Òscar Escudero & Belenish Moreno-Gil: The Day Fanny Mendelssohn Died

The concept of »Hausmusik« went hand in hand with the establishment of the Lied genre, which was consolidated behind the walls of the Biedermeier bourgeois houses in the first half of the 19th century. In a warm environment in which the enjoyment coexisted with the error of the learning process in a safe space, everything was left to the complicity of the few people attending a soirée.

 

After the pandemic, our living rooms have become part of the public environment and extensions of the workspaces.
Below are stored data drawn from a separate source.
//! Observability infrastructure for the cluster agent
//!
//! Provides:
//! - Prometheus metrics (store contents and staleness, collector failures,
//!   snapshot shipping, lifecycle state)
//! - Structured JSON logging with tracing

use crate::lifecycle::{AgentState, LifecycleStatus};
use crate::store::{ResourceKind, Store};
use prometheus::{
    register_gauge, register_histogram, register_int_counter, register_int_counter_vec,
    register_int_gauge, register_int_gauge_vec, Gauge, Histogram, IntCounter, IntCounterVec,
    IntGauge, IntGaugeVec,
};
use std::sync::OnceLock;
use tracing::{info, warn};

/// Histogram buckets for snapshot build time (in seconds)
const SNAPSHOT_BUCKETS: &[f64] = &[
    0.0005, 0.001, 0.0025, 0.005, 0.01, 0.025, 0.05, 0.1, 0.25, 0.5, 1.0, 2.5,
];

/// Global metrics instance (registered once)
static GLOBAL_METRICS: OnceLock<AgentMetricsInner> = OnceLock::new();

struct AgentMetricsInner {
    store_items: IntGaugeVec,
    store_last_updated_seconds: IntGaugeVec,
    collectors_registered: IntGauge,
    collector_start_failures: IntCounter,
    owners_resolved: IntCounter,
    snapshot_build_seconds: Histogram,
    snapshots_shipped: IntCounterVec,
    agent_state: IntGaugeVec,
    backoff_remaining_seconds: Gauge,
}

impl AgentMetricsInner {
    fn new() -> Self {
        Self {
            store_items: register_int_gauge_vec!(
                "cluster_agent_store_items",
                "Number of records held per resource kind",
                &["kind"]
            )
            .expect("Failed to register store_items"),

            store_last_updated_seconds: register_int_gauge_vec!(
                "cluster_agent_store_last_updated_timestamp_seconds",
                "Unix time of the last write per resource kind",
                &["kind"]
            )
            .expect("Failed to register store_last_updated_seconds"),

            collectors_registered: register_int_gauge!(
                "cluster_agent_collectors_registered",
                "Number of registered collectors"
            )
            .expect("Failed to register collectors_registered"),

            collector_start_failures: register_int_counter!(
                "cluster_agent_collector_start_failures_total",
                "Total number of collectors that failed to start"
            )
            .expect("Failed to register collector_start_failures"),

            owners_resolved: register_int_counter!(
                "cluster_agent_owners_resolved_total",
                "Total number of pod owners rewritten to a top-level controller"
            )
            .expect("Failed to register owners_resolved"),

            snapshot_build_seconds: register_histogram!(
                "cluster_agent_snapshot_build_seconds",
                "Time spent copying and enriching a snapshot",
                SNAPSHOT_BUCKETS.to_vec()
            )
            .expect("Failed to register snapshot_build_seconds"),

            snapshots_shipped: register_int_counter_vec!(
                "cluster_agent_snapshots_shipped_total",
                "Snapshots delivered to the backend by response status",
                &["status"]
            )
            .expect("Failed to register snapshots_shipped"),

            agent_state: register_int_gauge_vec!(
                "cluster_agent_state",
                "Current lifecycle state (1 for the active state)",
                &["state"]
            )
            .expect("Failed to register agent_state"),

            backoff_remaining_seconds: register_gauge!(
                "cluster_agent_backoff_remaining_seconds",
                "Seconds left before the next send is allowed"
            )
            .expect("Failed to register backoff_remaining_seconds"),
        }
    }
}

/// Agent metrics for Prometheus exposition
///
/// This is a lightweight handle to the global metrics instance.
/// Multiple clones share the same underlying metrics.
#[derive(Clone)]
pub struct AgentMetrics {
    _private: (),
}

impl Default for AgentMetrics {
    fn default() -> Self {
        Self::new()
    }
}

impl AgentMetrics {
    /// Create a new metrics handle (initializes global metrics if needed)
    pub fn new() -> Self {
        GLOBAL_METRICS.get_or_init(AgentMetricsInner::new);
        Self { _private: () }
    }

    fn inner(&self) -> &AgentMetricsInner {
        GLOBAL_METRICS.get_or_init(AgentMetricsInner::new)
    }

    /// Publish item counts and last update times for every kind
    pub fn set_store_stats(&self, store: &Store) {
        let counts = store.item_counts();
        let updated = store.last_updated_times();
        for kind in ResourceKind::ALL {
            let label = [kind.as_str()];
            self.inner()
                .store_items
                .with_label_values(&label)
                .set(counts.get(&kind).copied().unwrap_or(0) as i64);
            self.inner()
                .store_last_updated_seconds
                .with_label_values(&label)
                .set(updated.get(&kind).copied().unwrap_or(0) / 1000);
        }
    }

    pub fn set_collectors_registered(&self, count: usize) {
        self.inner().collectors_registered.set(count as i64);
    }

    pub fn add_collector_start_failures(&self, count: usize) {
        self.inner().collector_start_failures.inc_by(count as u64);
    }

    pub fn add_owners_resolved(&self, count: usize) {
        self.inner().owners_resolved.inc_by(count as u64);
    }

    pub fn observe_snapshot_build(&self, duration_secs: f64) {
        self.inner().snapshot_build_seconds.observe(duration_secs);
    }

    pub fn inc_snapshots_shipped(&self, status: u16) {
        self.inner()
            .snapshots_shipped
            .with_label_values(&[status.to_string().as_str()])
            .inc();
    }

    /// Mark the active state and current backoff
    pub fn set_lifecycle(&self, status: &LifecycleStatus) {
        for state in AgentState::ALL {
            self.inner()
                .agent_state
                .with_label_values(&[state.as_str()])
                .set(i64::from(state == status.state));
        }
        self.inner()
            .backoff_remaining_seconds
            .set(status.backoff_remaining_secs as f64);
    }
}

/// Structured logger for agent events
///
/// Provides consistent JSON-formatted records for lifecycle and shipping
/// events, tagged with the node the agent runs on.
#[derive(Clone)]
pub struct StructuredLogger {
    node_name: String,
}

impl StructuredLogger {
    pub fn new(node_name: impl Into<String>) -> Self {
        Self {
            node_name: node_name.into(),
        }
    }

    pub fn node_name(&self) -> &str {
        &self.node_name
    }

    /// Log agent startup
    pub fn log_startup(&self, version: &str, collectors: usize) {
        info!(
            event = "agent_started",
            node = %self.node_name,
            agent_version = %version,
            collectors = collectors,
            "Cluster agent started"
        );
    }

    /// Log agent shutdown
    pub fn log_shutdown(&self, reason: &str) {
        info!(
            event = "agent_shutdown",
            node = %self.node_name,
            reason = %reason,
            "Cluster agent shutting down"
        );
    }

    /// Log the outcome of starting all collectors
    pub fn log_collectors_started(&self, total: usize, failed: &[String]) {
        if failed.is_empty() {
            info!(
                event = "collectors_started",
                node = %self.node_name,
                total = total,
                "Collectors started"
            );
        } else {
            warn!(
                event = "collector_start_failed",
                node = %self.node_name,
                total = total,
                failed = ?failed,
                "Some collectors failed to start, running degraded"
            );
        }
    }

    /// Log a lifecycle change caused by a backend response
    pub fn log_state_change(&self, from: AgentState, status: &LifecycleStatus) {
        match status.state {
            AgentState::Running | AgentState::Starting => info!(
                event = "state_transition",
                node = %self.node_name,
                from = %from,
                to = %status.state,
                "Agent state changed"
            ),
            _ => warn!(
                event = "state_transition",
                node = %self.node_name,
                from = %from,
                to = %status.state,
                reason = %status.reason,
                backoff_remaining_secs = status.backoff_remaining_secs,
                "Agent state changed"
            ),
        }
    }

    /// Log a delivered snapshot
    pub fn log_snapshot_shipped(&self, items: usize, owners_resolved: usize, status: u16) {
        info!(
            event = "snapshot_shipped",
            node = %self.node_name,
            items = items,
            owners_resolved = owners_resolved,
            status = status,
            "Snapshot shipped"
        );
    }
}

#[cfg(test)]
mod tests {
    use super::*;

    #[test]
    fn test_agent_metrics_creation() {
        let metrics = AgentMetrics::new();
        let store = Store::new();

        metrics.set_store_stats(&store);
        metrics.set_collectors_registered(3);
        metrics.add_collector_start_failures(1);
        metrics.add_owners_resolved(5);
        metrics.observe_snapshot_build(0.002);
        metrics.inc_snapshots_shipped(200);
        metrics.set_lifecycle(&LifecycleStatus {
            state: AgentState::Backoff,
            reason: "rate limited".to_string(),
            backoff_remaining_secs: 30,
        });

        let families = prometheus::gather();
        let state = families
            .iter()
            .find(|f| f.get_name() == "cluster_agent_state")
            .expect("state gauge registered");
        assert_eq!(state.get_metric().len(), AgentState::ALL.len());
    }

    #[test]
    fn test_structured_logger_creation() {
        let logger = StructuredLogger::new("test-node");
        assert_eq!(logger.node_name(), "test-node");
    }
}
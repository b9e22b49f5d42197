//! Concurrent key-value store for a single resource kind

use parking_lot::RwLock;
use std::collections::HashMap;
use std::sync::atomic::{AtomicI64, Ordering};

/// Current wall-clock time in milliseconds since epoch
pub(crate) fn now_millis() -> i64 {
    chrono::Utc::now().timestamp_millis()
}

/// Key-value store with a last-modified marker
///
/// Each instance has its own lock, so writers of one resource kind never
/// block readers of another. The last-modified marker lives outside the
/// lock and can be polled without contending with the map.
#[derive(Debug)]
pub struct TypedStore<T> {
    items: RwLock<HashMap<String, T>>,
    last_updated_ms: AtomicI64,
}

impl<T> Default for TypedStore<T> {
    fn default() -> Self {
        Self::new()
    }
}

impl<T> TypedStore<T> {
    /// Create an empty store
    pub fn new() -> Self {
        Self {
            items: RwLock::new(HashMap::new()),
            last_updated_ms: AtomicI64::new(0),
        }
    }

    /// Insert or replace a record
    pub fn set(&self, key: impl Into<String>, value: T) {
        self.items.write().insert(key.into(), value);
        self.touch();
    }

    /// Remove a record; a missing key still counts as activity
    pub fn delete(&self, key: &str) {
        self.items.write().remove(key);
        self.touch();
    }

    /// Number of records
    pub fn len(&self) -> usize {
        self.items.read().len()
    }

    pub fn is_empty(&self) -> bool {
        self.items.read().is_empty()
    }

    /// Drop every record, e.g. before a full resync
    pub fn clear(&self) {
        *self.items.write() = HashMap::new();
        self.touch();
    }

    /// Last insert/delete time in milliseconds since epoch, 0 if never written
    pub fn last_updated(&self) -> i64 {
        self.last_updated_ms.load(Ordering::Acquire)
    }

    fn touch(&self) {
        // Never move the marker backwards if the wall clock steps back
        self.last_updated_ms.fetch_max(now_millis(), Ordering::AcqRel);
    }
}

impl<T: Clone> TypedStore<T> {
    /// Get a copy of a record
    pub fn get(&self, key: &str) -> Option<T> {
        self.items.read().get(key).cloned()
    }

    /// Copy of the whole map, taken under the read lock
    pub fn snapshot(&self) -> HashMap<String, T> {
        self.items.read().clone()
    }

    /// Copy of all records, in no particular order
    pub fn values(&self) -> Vec<T> {
        self.items.read().values().cloned().collect()
    }
}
Loving eyes, but above all strange ones, glance through our intimate spaces and force them towards a certain order, which is none other than that of a stage, more or less carefully tidied up. A bookshelf, the backdrop for an academic meeting; some books, part of the props, and the cat, the actor who appears at just the right moment to temper the mood.

 

However, not all living rooms are the same. The design of the objects in some coexists with the precariousness of the materials in others. Likewise, the quality with which we access them is also uneven. The resolution of the cameras and the sharpness of the signal are also part of the decorative apparatus, in a curious reflexive game in which the medium through which it is perceived becomes part of the perceived object.

 

THE DAY FANNY MENDELSSOHN DIED is, above all, Hausmusik. However, the lounge where it materializes is not safe and comfortable anymore. The eyes of uninvited guests watch it. The lounge has also been delocalised, connecting a shared room in the Philippines, where a single mother works moderating content for Silicon Valley companies, with the bedroom of a webcammer in Caracas or the backroom of a kebab stall in Bremen. The body that works and observes the traces of its exhaustion is always that of a woman who, with Fanny Mendelssohn/Hensel, whose biography is adopted as a gravitational pole in the work, is situated in the cosmos of millions of transparent rooms.